Specifically, McArdle raises a couple salient issues:
- Inability to distill Buffett investing into systematic approach: As opposed to a more purely arithmetic approach that Graham espoused, Buffett seems to embody some special sauce. She says, “Buffett is the one who has, more than anyone else, refined and redefined value investing for a new era. He is the one who stopped hunting for superbargains and started buying exceptional companies, even if they weren’t available at fire-sale prices. But what makes a company “exceptional” is idiosyncratic. Warren Buffett is exceptionally good at asking the right questions”.
- More information erodes value investor advantage: “Value investors love to deride academics and the efficient-market hypothesis, but they can’t deny that stock-screening tools and other analytics have taken away many of the best bargains. At least some managers have lost the will to wait patiently for superdeals and have taken on more risk to get more return”

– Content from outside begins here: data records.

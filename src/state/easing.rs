//! Easing curves for position tweens.

/// Maps normalized progress `t` in `[0, 1]` to eased progress.
#[derive(Debug, Clone, Copy, PartialEq, Eq, Default)]
pub enum Easing {
    Linear,
    /// Accelerate through the first half, decelerate through the second.
    #[default]
    EaseInOutQuad,
    EaseOutCubic,
}

impl Easing {
    /// Eased progress for `t`, clamped to `[0, 1]`.
    pub fn apply(&self, t: f32) -> f32 {
        let t = if t.is_nan() { 1.0 } else { t.clamp(0.0, 1.0) };
        match self {
            Self::Linear => t,
            Self::EaseInOutQuad => {
                let t = t * 2.0;
                if t < 1.0 {
                    0.5 * t * t
                } else {
                    let t = t - 1.0;
                    -0.5 * (t * (t - 2.0) - 1.0)
                }
            }
            Self::EaseOutCubic => {
                let t = t - 1.0;
                t * t * t + 1.0
            }
        }
    }

    /// Value between `from` and `to` at progress `t`.
    pub fn interpolate(&self, from: f32, to: f32, t: f32) -> f32 {
        from + (to - from) * self.apply(t)
    }
}

#[cfg(test)]
mod tests {
    use super::*;

    const ALL: [Easing; 3] = [Easing::Linear, Easing::EaseInOutQuad, Easing::EaseOutCubic];

    #[test]
    fn test_endpoints_fixed() {
        for easing in ALL {
            assert!(easing.apply(0.0).abs() < 1e-6, "{easing:?} at 0");
            assert!((easing.apply(1.0) - 1.0).abs() < 1e-6, "{easing:?} at 1");
        }
    }

    #[test]
    fn test_quad_midpoint_and_symmetry() {
        let quad = Easing::EaseInOutQuad;
        assert!((quad.apply(0.5) - 0.5).abs() < 1e-6);
        assert!((quad.apply(0.25) - 0.125).abs() < 1e-6);
        assert!((quad.apply(0.75) - 0.875).abs() < 1e-6);
    }

    #[test]
    fn test_out_of_range_clamped() {
        assert_eq!(Easing::Linear.apply(-1.0), 0.0);
        assert_eq!(Easing::Linear.apply(3.0), 1.0);
        assert_eq!(Easing::Linear.apply(f32::NAN), 1.0);
    }

    #[test]
    fn test_interpolate() {
        assert_eq!(Easing::Linear.interpolate(10.0, 20.0, 0.5), 15.0);
        assert_eq!(Easing::EaseInOutQuad.interpolate(-25.0, 0.0, 1.0), 0.0);
    }
}
//! State Module - animation runtime for box surfaces
//!
//! - **Easing** - timing curves
//! - **Surface** - the visual target a box draws into
//! - **Animate** - position animator facade and the frame-driven tweener

pub mod animate;
pub mod easing;
pub mod surface;

pub use animate::{AnimatedProperty, AnimationHandle, PositionAnimator, PropertyDeltas, Tweener};
pub use easing::Easing;
pub use surface::{Surface, SurfaceFrame, SurfaceId};
//! Layout Module - constraint tree backed by Taffy.
//!
//! # Architecture
//!
//! The layout module uses [Taffy](https://github.com/DioxusLabs/taffy) as an
//! opaque flexbox solver:
//!
//! 1. [`LayoutEngine`] owns the Taffy tree and the set of live node ids
//! 2. [`LayoutNode`] wraps one tree node; typed setters write Taffy styles
//! 3. `calculate_layout()` on the root solves the whole subtree in one call
//! 4. `computed_layout()` reads `{top, left, width, height}` back
//!
//! Nodes only ever hold constraints. Colors and other presentation
//! attributes live in the box controller's visual style.

mod node;
mod taffy_bridge;

pub use node::LayoutNode;
pub use taffy::NodeId;
pub use taffy_bridge::LayoutEngine;
//! Box Primitive - layout-driven container that animates to its new position.
//!
//! A box owns one [`LayoutNode`], writes its style constraints into it and
//! listens for the coalesced layout-updated signal. On each update it reads
//! its computed rectangle back, applies size changes at once and hands any
//! position change to the animator as one bundled call.
//!
//! # Lifecycle
//!
//! ```text
//! Constructing ──mount()──► Mounted ──set_style()──► Mounted
//!                              │
//!                              └──unmount()──► Unmounted
//! ```
//!
//! # Example
//!
//! ```
//! use std::rc::Rc;
//! use spark_motion::layout::LayoutEngine;
//! use spark_motion::primitives::{BoxContext, BoxController, BoxProps, Style};
//! use spark_motion::signals::SignalBus;
//! use spark_motion::state::Tweener;
//!
//! let bus = Rc::new(SignalBus::with_layout_channels());
//! let ctx = BoxContext::new(bus, LayoutEngine::new(), Rc::new(Tweener::default()));
//!
//! let node = ctx.engine.create_node().unwrap();
//! let props = BoxProps::new(Style::new().width(100.0).height(100.0));
//! let mut controller = BoxController::new(node, props, &ctx).unwrap();
//!
//! controller.mount().unwrap();
//! controller.unmount().unwrap();
//! ```

use std::cell::{Ref, RefCell};
use std::rc::{Rc, Weak};

use tracing::{debug, trace, warn};

use crate::error::{Error, Result};
use crate::layout::{LayoutNode, NodeId};
use crate::signals::{ListenerId, OPTIMIZED_UPDATE_LAYOUT};
use crate::state::{PositionAnimator, PropertyDeltas, Surface};
use crate::types::ComputedRect;

use super::style::{LayoutStyle, Style, VisualStyle};
use super::types::{BoxContext, BoxProps};

// =============================================================================
// Box State
// =============================================================================

/// Where a box is in its lifecycle.
#[derive(Debug, Clone, Copy, PartialEq, Eq)]
pub enum Phase {
    Constructing,
    Mounted,
    Unmounted,
}

struct BoxState {
    id: Option<String>,
    node: LayoutNode,
    layout: LayoutStyle,
    visual: VisualStyle,
    previous: ComputedRect,
    surface: Option<Surface>,
    phase: Phase,
    animator: Rc<dyn PositionAnimator>,
}

impl BoxState {
    fn label(&self) -> &str {
        self.id.as_deref().unwrap_or("box")
    }

    /// Reconcile the computed rectangle against the previous one.
    fn reconcile(&mut self) -> Result<()> {
        if self.phase != Phase::Mounted {
            return Ok(());
        }

        let next = self.node.computed_layout()?;
        let previous = std::mem::replace(&mut self.previous, next);

        let Some(surface) = self.surface.as_ref() else {
            warn!(box_id = self.label(), "no surface attached; animation dropped");
            return Ok(());
        };

        if next.size_differs(&previous) {
            surface.set_size(next.width, next.height);
        }

        let deltas = PropertyDeltas::between(&previous, &next);
        if deltas.is_empty() {
            return Ok(());
        }

        trace!(
            box_id = self.label(),
            from_left = previous.left,
            from_top = previous.top,
            to_left = next.left,
            to_top = next.top,
            "moved"
        );
        self.animator.animate(surface, deltas);
        Ok(())
    }
}

fn reconcile_weak(state: &Weak<RefCell<BoxState>>) -> Result<()> {
    match state.upgrade() {
        Some(state) => state.borrow_mut().reconcile(),
        None => Ok(()),
    }
}

// =============================================================================
// Box Controller
// =============================================================================

/// Per-box controller. Children are owned in declaration order.
pub struct BoxController {
    state: Rc<RefCell<BoxState>>,
    children: Vec<BoxController>,
    ctx: BoxContext,
    listener: Option<ListenerId>,
}

impl BoxController {
    /// Build a box around `node` and recursively build its children.
    ///
    /// One child node is allocated and appended per child prop, in order.
    /// The box's own constraints are written into `node`, then a layout pass
    /// is requested.
    pub fn new(mut node: LayoutNode, props: BoxProps, ctx: &BoxContext) -> Result<Self> {
        let BoxProps {
            id,
            style,
            children: child_props,
        } = props;
        let (layout, visual) = style.split()?;

        let mut child_nodes = Vec::with_capacity(child_props.len());
        for _ in &child_props {
            let child = ctx.engine.create_node()?;
            node.insert_child(&child)?;
            child_nodes.push(child);
        }

        layout.apply_all(&node)?;
        ctx.trigger.fire();

        let children = child_nodes
            .into_iter()
            .zip(child_props)
            .map(|(child, props)| BoxController::new(child, props, ctx))
            .collect::<Result<Vec<_>>>()?;

        debug_assert_eq!(children.len(), node.child_count());
        trace!(box_id = id.as_deref().unwrap_or("box"), children = children.len(), "constructed");

        Ok(Self {
            state: Rc::new(RefCell::new(BoxState {
                id,
                node,
                layout,
                visual,
                previous: ComputedRect::ZERO,
                surface: None,
                phase: Phase::Constructing,
                animator: ctx.animator.clone(),
            })),
            children,
            ctx: ctx.clone(),
            listener: None,
        })
    }

    /// Attach a surface, start listening for layout updates, then mount
    /// children. Seeds an initial reconcile when the layout is already solved.
    pub fn mount(&mut self) -> Result<()> {
        {
            let mut state = self.state.borrow_mut();
            if state.phase != Phase::Constructing {
                return Ok(());
            }
            state.surface = Some(Surface::new());
            state.phase = Phase::Mounted;
        }

        let weak = Rc::downgrade(&self.state);
        self.listener = Some(
            self.ctx
                .bus
                .subscribe(OPTIMIZED_UPDATE_LAYOUT, move |_| reconcile_weak(&weak)),
        );

        for child in &mut self.children {
            child.mount()?;
        }

        let mut state = self.state.borrow_mut();
        if state.node.is_solved()? {
            state.reconcile()?;
        }
        Ok(())
    }

    /// Replace the style. Changed constraints are written to the node and a
    /// layout pass is always requested.
    pub fn set_style(&mut self, style: Style) -> Result<()> {
        let (layout, visual) = style.split()?;
        {
            let mut state = self.state.borrow_mut();
            if state.phase == Phase::Unmounted {
                return Err(Error::StaleNode(state.node.id()));
            }
            let writes = state.layout.apply_changes(&layout, &state.node)?;
            debug!(box_id = state.label(), writes, "style updated");
            state.layout = layout;
            state.visual = visual;
        }
        self.ctx.trigger.fire();
        Ok(())
    }

    /// Reconcile against the current computed layout now.
    pub fn handle_layout(&self) -> Result<()> {
        self.state.borrow_mut().reconcile()
    }

    /// Stop listening, unmount children, then release the node.
    pub fn unmount(&mut self) -> Result<()> {
        if self.phase() == Phase::Unmounted {
            return Ok(());
        }
        if let Some(id) = self.listener.take() {
            self.ctx.bus.unsubscribe(id);
        }
        for child in &mut self.children {
            child.unmount()?;
        }

        let mut state = self.state.borrow_mut();
        state.phase = Phase::Unmounted;
        state.surface = None;
        state.node.remove()
    }

    /// Drop the surface, e.g. when the paint substrate goes away. Later
    /// position changes are dropped with a warning.
    pub fn detach_surface(&self) -> Option<Surface> {
        self.state.borrow_mut().surface.take()
    }

    pub fn id(&self) -> Option<String> {
        self.state.borrow().id.clone()
    }

    pub fn phase(&self) -> Phase {
        self.state.borrow().phase
    }

    pub fn node_id(&self) -> NodeId {
        self.state.borrow().node.id()
    }

    pub fn children(&self) -> &[BoxController] {
        &self.children
    }

    pub fn children_mut(&mut self) -> &mut [BoxController] {
        &mut self.children
    }

    /// Children attached to this box's layout node.
    pub fn layout_child_count(&self) -> usize {
        self.state.borrow().node.child_count()
    }

    /// Rectangle seen at the last reconcile.
    pub fn previous_rect(&self) -> ComputedRect {
        self.state.borrow().previous
    }

    pub fn computed_layout(&self) -> Result<ComputedRect> {
        self.state.borrow().node.computed_layout()
    }

    pub fn surface(&self) -> Option<Surface> {
        self.state.borrow().surface.clone()
    }

    pub fn visual_style(&self) -> Ref<'_, VisualStyle> {
        Ref::map(self.state.borrow(), |state| &state.visual)
    }

    /// Visit this box and every descendant, depth first.
    pub fn walk(&self, visit: &mut impl FnMut(&BoxController)) {
        visit(self);
        for child in &self.children {
            child.walk(visit);
        }
    }
}

impl std::fmt::Debug for BoxController {
    fn fmt(&self, f: &mut std::fmt::Formatter<'_>) -> std::fmt::Result {
        let state = self.state.borrow();
        f.debug_struct("BoxController")
            .field("id", &state.id)
            .field("node", &state.node.id())
            .field("phase", &state.phase)
            .field("previous", &state.previous)
            .field("children", &self.children.len())
            .finish()
    }
}

// =============================================================================
// Tests
// =============================================================================
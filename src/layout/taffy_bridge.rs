//! Taffy Bridge - the layout engine behind every [`LayoutNode`].
//!
//! Owns one `TaffyTree` shared by all nodes of a stage, converts our
//! constraint types to Taffy styles, and reads solved layouts back as
//! [`ComputedRect`]s. The engine also tracks which node ids are still live so
//! a handle used after removal fails with [`Error::StaleNode`] instead of
//! touching a recycled slot.
//!
//! [`LayoutNode`]: super::LayoutNode

use std::cell::RefCell;
use std::collections::HashSet;
use std::rc::Rc;

use taffy::{
    AlignContent as TaffyAlignContent, AlignItems as TaffyAlignItems,
    AlignSelf as TaffyAlignSelf, AvailableSpace, Dimension as TaffyDimension, Display,
    FlexDirection as TaffyFlexDirection, FlexWrap as TaffyFlexWrap,
    JustifyContent as TaffyJustifyContent, NodeId, Rect, Size, Style, TaffyTree,
};

use crate::error::{Error, Result};
use crate::types::{
    AlignContent, AlignItems, AlignSelf, ComputedRect, Dimension, Edges, FlexDirection,
    FlexWrap, JustifyContent,
};

use super::node::LayoutNode;

// =============================================================================
// DIMENSION CONVERSION
// =============================================================================

/// Convert our Dimension to Taffy's Dimension.
pub(crate) fn to_taffy_dimension(dim: Dimension) -> TaffyDimension {
    match dim {
        Dimension::Auto => TaffyDimension::Auto,
        Dimension::Points(n) => TaffyDimension::Length(n),
        Dimension::Percent(p) => TaffyDimension::Percent(p / 100.0),
    }
}

/// Write `value` into every side of `rect` selected by `edges`.
pub(crate) fn apply_edges<T: Copy>(rect: &mut Rect<T>, edges: Edges, value: T) {
    if edges.contains(Edges::TOP) {
        rect.top = value;
    }
    if edges.contains(Edges::RIGHT) {
        rect.right = value;
    }
    if edges.contains(Edges::BOTTOM) {
        rect.bottom = value;
    }
    if edges.contains(Edges::LEFT) {
        rect.left = value;
    }
}

// =============================================================================
// ENUM CONVERSIONS
// =============================================================================

pub(crate) fn to_taffy_flex_direction(dir: FlexDirection) -> TaffyFlexDirection {
    match dir {
        FlexDirection::Column => TaffyFlexDirection::Column,
        FlexDirection::Row => TaffyFlexDirection::Row,
        FlexDirection::ColumnReverse => TaffyFlexDirection::ColumnReverse,
        FlexDirection::RowReverse => TaffyFlexDirection::RowReverse,
    }
}

pub(crate) fn to_taffy_flex_wrap(wrap: FlexWrap) -> TaffyFlexWrap {
    match wrap {
        FlexWrap::NoWrap => TaffyFlexWrap::NoWrap,
        FlexWrap::Wrap => TaffyFlexWrap::Wrap,
        FlexWrap::WrapReverse => TaffyFlexWrap::WrapReverse,
    }
}

pub(crate) fn to_taffy_justify_content(justify: JustifyContent) -> Option<TaffyJustifyContent> {
    Some(match justify {
        JustifyContent::FlexStart => TaffyJustifyContent::FlexStart,
        JustifyContent::Center => TaffyJustifyContent::Center,
        JustifyContent::FlexEnd => TaffyJustifyContent::FlexEnd,
        JustifyContent::SpaceBetween => TaffyJustifyContent::SpaceBetween,
        JustifyContent::SpaceAround => TaffyJustifyContent::SpaceAround,
        JustifyContent::SpaceEvenly => TaffyJustifyContent::SpaceEvenly,
    })
}

pub(crate) fn to_taffy_align_items(align: AlignItems) -> Option<TaffyAlignItems> {
    Some(match align {
        AlignItems::Stretch => TaffyAlignItems::Stretch,
        AlignItems::FlexStart => TaffyAlignItems::FlexStart,
        AlignItems::Center => TaffyAlignItems::Center,
        AlignItems::FlexEnd => TaffyAlignItems::FlexEnd,
        AlignItems::Baseline => TaffyAlignItems::Baseline,
    })
}

pub(crate) fn to_taffy_align_content(align: AlignContent) -> Option<TaffyAlignContent> {
    Some(match align {
        AlignContent::Stretch => TaffyAlignContent::Stretch,
        AlignContent::FlexStart => TaffyAlignContent::FlexStart,
        AlignContent::Center => TaffyAlignContent::Center,
        AlignContent::FlexEnd => TaffyAlignContent::FlexEnd,
        AlignContent::SpaceBetween => TaffyAlignContent::SpaceBetween,
        AlignContent::SpaceAround => TaffyAlignContent::SpaceAround,
    })
}

pub(crate) fn to_taffy_align_self(align: AlignSelf) -> Option<TaffyAlignSelf> {
    match align {
        AlignSelf::Auto => None, // inherit from parent
        AlignSelf::Stretch => Some(TaffyAlignSelf::Stretch),
        AlignSelf::FlexStart => Some(TaffyAlignSelf::FlexStart),
        AlignSelf::Center => Some(TaffyAlignSelf::Center),
        AlignSelf::FlexEnd => Some(TaffyAlignSelf::FlexEnd),
        AlignSelf::Baseline => Some(TaffyAlignSelf::Baseline),
    }
}

/// Style every new node starts from: flex container, column direction.
///
/// Minimum sizes are zero rather than CSS `auto`, so a flex item may shrink
/// below its content along the main axis.
fn default_style() -> Style {
    Style {
        display: Display::Flex,
        flex_direction: TaffyFlexDirection::Column,
        min_size: Size {
            width: TaffyDimension::Length(0.0),
            height: TaffyDimension::Length(0.0),
        },
        ..Default::default()
    }
}

// =============================================================================
// ENGINE
// =============================================================================

struct EngineState {
    tree: TaffyTree<()>,
    live: HashSet<NodeId>,
    passes: u64,
}

/// Shared handle to the layout tree. Cloning shares the same tree.
#[derive(Clone)]
pub struct LayoutEngine {
    state: Rc<RefCell<EngineState>>,
}

impl Default for LayoutEngine {
    fn default() -> Self {
        Self::new()
    }
}

impl LayoutEngine {
    pub fn new() -> Self {
        Self {
            state: Rc::new(RefCell::new(EngineState {
                tree: TaffyTree::new(),
                live: HashSet::new(),
                passes: 0,
            })),
        }
    }

    /// Create a detached node with default constraints.
    pub fn create_node(&self) -> Result<LayoutNode> {
        let id = {
            let mut state = self.state.borrow_mut();
            let id = state.tree.new_leaf(default_style())?;
            state.live.insert(id);
            id
        };
        Ok(LayoutNode::from_parts(id, self.clone()))
    }

    /// Number of live nodes.
    pub fn node_count(&self) -> usize {
        self.state.borrow().live.len()
    }

    /// Number of solves run so far.
    pub fn passes(&self) -> u64 {
        self.state.borrow().passes
    }

    pub fn is_live(&self, id: NodeId) -> bool {
        self.state.borrow().live.contains(&id)
    }

    fn ensure_live(state: &EngineState, id: NodeId) -> Result<()> {
        if state.live.contains(&id) {
            Ok(())
        } else {
            Err(Error::StaleNode(id))
        }
    }

    /// Read-modify-write the style of `id`.
    pub(crate) fn update_style(&self, id: NodeId, update: impl FnOnce(&mut Style)) -> Result<()> {
        let mut state = self.state.borrow_mut();
        Self::ensure_live(&state, id)?;
        let mut style = state.tree.style(id)?.clone();
        update(&mut style);
        state.tree.set_style(id, style)?;
        Ok(())
    }

    pub(crate) fn style(&self, id: NodeId) -> Result<Style> {
        let state = self.state.borrow();
        Self::ensure_live(&state, id)?;
        Ok(state.tree.style(id)?.clone())
    }

    /// Append `child` to `parent`. A node that already has a parent is
    /// rejected; nodes are never shared.
    pub(crate) fn add_child(&self, parent: NodeId, child: NodeId) -> Result<()> {
        let mut state = self.state.borrow_mut();
        Self::ensure_live(&state, parent)?;
        Self::ensure_live(&state, child)?;
        if state.tree.parent(child).is_some() {
            return Err(Error::DuplicateChild(child));
        }
        state.tree.add_child(parent, child)?;
        Ok(())
    }

    /// Live children of `id`, in insertion order. Removed nodes drop out.
    pub(crate) fn children(&self, id: NodeId) -> Result<Vec<NodeId>> {
        let state = self.state.borrow();
        Self::ensure_live(&state, id)?;
        Ok(state.tree.children(id)?)
    }

    pub(crate) fn parent(&self, id: NodeId) -> Result<Option<NodeId>> {
        let state = self.state.borrow();
        Self::ensure_live(&state, id)?;
        Ok(state.tree.parent(id))
    }

    /// Solve the whole subtree rooted at `id`. Synchronous.
    pub(crate) fn compute(&self, id: NodeId) -> Result<()> {
        let mut state = self.state.borrow_mut();
        Self::ensure_live(&state, id)?;
        let available = Size {
            width: AvailableSpace::MaxContent,
            height: AvailableSpace::MaxContent,
        };
        state.tree.compute_layout(id, available)?;
        state.passes += 1;
        Ok(())
    }

    pub(crate) fn layout(&self, id: NodeId) -> Result<ComputedRect> {
        let state = self.state.borrow();
        Self::ensure_live(&state, id)?;
        let layout = state.tree.layout(id)?;
        Ok(ComputedRect {
            top: layout.location.y,
            left: layout.location.x,
            width: layout.size.width,
            height: layout.size.height,
        })
    }

    pub(crate) fn is_dirty(&self, id: NodeId) -> Result<bool> {
        let state = self.state.borrow();
        Self::ensure_live(&state, id)?;
        Ok(state.tree.dirty(id)?)
    }

    /// Remove `id` from the tree, detaching it from its parent.
    pub(crate) fn remove(&self, id: NodeId) -> Result<()> {
        let mut state = self.state.borrow_mut();
        Self::ensure_live(&state, id)?;
        state.tree.remove(id)?;
        state.live.remove(&id);
        Ok(())
    }
}

// =============================================================================
// TESTS
// =============================================================================
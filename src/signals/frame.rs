//! Frame scheduler - queue of callbacks run at the next frame boundary.
//!
//! The host decides when a boundary happens (a paint tick, a terminal poll
//! timeout, a test step). Callbacks requested while a boundary is running are
//! deferred to the following one, so a chain of re-requests always advances
//! one frame per hop.

use std::cell::{Cell, RefCell};

use super::bus::SignalBus;

/// Callback run once at a frame boundary.
pub type FrameCallback = Box<dyn FnOnce(&SignalBus)>;

#[derive(Default)]
pub struct FrameScheduler {
    pending: RefCell<Vec<FrameCallback>>,
    frames: Cell<u64>,
}

impl FrameScheduler {
    pub fn new() -> Self {
        Self::default()
    }

    /// Queue `callback` for the next boundary.
    pub fn request(&self, callback: FrameCallback) {
        self.pending.borrow_mut().push(callback);
    }

    /// Number of callbacks waiting for the next boundary.
    pub fn pending(&self) -> usize {
        self.pending.borrow().len()
    }

    /// Number of boundaries run so far.
    pub fn frame_count(&self) -> u64 {
        self.frames.get()
    }

    /// Run every callback queued before this call. Returns how many ran.
    pub(crate) fn run(&self, bus: &SignalBus) -> usize {
        let due = std::mem::take(&mut *self.pending.borrow_mut());
        self.frames.set(self.frames.get() + 1);

        let count = due.len();
        for callback in due {
            callback(bus);
        }
        count
    }
}
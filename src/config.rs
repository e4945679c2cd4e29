//! Stage and animation configuration.

use std::time::Duration;

use crate::state::easing::Easing;
use crate::types::Viewport;

/// Animation engine settings.
#[derive(Debug, Clone, Copy, PartialEq)]
pub struct AnimationConfig {
    /// Duration of one position transition.
    pub duration: Duration,
    /// Timing curve applied when the caller does not pick one.
    pub easing: Easing,
}

impl Default for AnimationConfig {
    fn default() -> Self {
        Self {
            duration: Duration::from_millis(300),
            easing: Easing::EaseInOutQuad,
        }
    }
}

impl AnimationConfig {
    pub fn with_duration(mut self, duration: Duration) -> Self {
        self.duration = duration;
        self
    }

    pub fn with_easing(mut self, easing: Easing) -> Self {
        self.easing = easing;
        self
    }

    /// Transitions are instant when the duration is zero.
    #[inline]
    pub fn is_instant(&self) -> bool {
        self.duration.is_zero()
    }
}

/// Top-level stage settings.
#[derive(Debug, Clone, Copy, PartialEq)]
pub struct StageConfig {
    /// Target cadence of frame boundaries when driven by the terminal loop.
    pub frame_interval: Duration,
    /// Viewport used at mount. `None` asks the terminal.
    pub initial_viewport: Option<Viewport>,
    pub animation: AnimationConfig,
}

impl Default for StageConfig {
    fn default() -> Self {
        Self {
            frame_interval: Duration::from_millis(16),
            initial_viewport: None,
            animation: AnimationConfig::default(),
        }
    }
}

impl StageConfig {
    pub fn with_frame_interval(mut self, interval: Duration) -> Self {
        // zero would spin the terminal loop
        self.frame_interval = interval.max(Duration::from_millis(1));
        self
    }

    pub fn with_viewport(mut self, viewport: Viewport) -> Self {
        self.initial_viewport = Some(viewport);
        self
    }

    pub fn with_animation(mut self, animation: AnimationConfig) -> Self {
        self.animation = animation;
        self
    }
}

- Historical changing of rules: McArdle professes that she’s not sure that Buffett, if he were to start investing today would achieve the same level of success as he did. Here she is: “In many ways, it’s not even clear that Buffett could replicate his own success if he started out today. He built his reputation as an investor in an era when there were more opportunities for easy money, and these days, the news that Buffett has bought a stock is often enough to help support, or even boost, its price.”
Overall, it’s a good thought piece and requires some thought. McArdle approaches her subject with respect and asks good questions. I have some thoughts on the matter (which I’ll probably share in a later post) but want to point out a good piece on Greenbackd that answers The Atlantic’s hard questions and attempts to show why value investing is very far from dead.
Divergence from Graham methodology: Greenbackd takes offense at the assumption that Buffett has diverged from his mentor. In fact, Buffett himself denies this claim. According to the post, “Buffett’s divergence from Graham’s methods was not, however, a rejection of Graham’s philosophy. Buffett has said on occasions too numerous to quote that he still works within Graham’s framework and has said that his change was a function of the increasingly large sums of capital he had to invest, and not a problem with Graham’s approach.”
More information weakens value approach: Here, the blog focuses on the various flavors of value investing — from liquidation value investor to the intrinsic value investor. All are valid forms of the value approach “because the interpretation of that information is the key step.”
Absence of good opportunities: This statement seems to whet the value investors appetite. Greenbackd, and other value investors, salivate over statements like this. They typically respond with a “Great! That leaves more good eatings for us!”. He follows in kind. One important point made here is timing of the markets.
From Greenbackd:
There are plenty there. When those opportunities do disappear – and they will eventually – it won’t be because of all those supercomputers chasing them, it’ll be a function of valuation. Prices go up, and prices come down. When they’re up, it’s hard to find investable opportunities, and when they come down, it’s easier to do so. It has always been thus, and it will always be so. When there aren’t many opportunities around, that’s a signal from the market. It’s telling you to wait. As a friend of Greenbackd says, ‘Patience can be a bitter plant, but it has sweet fruit.’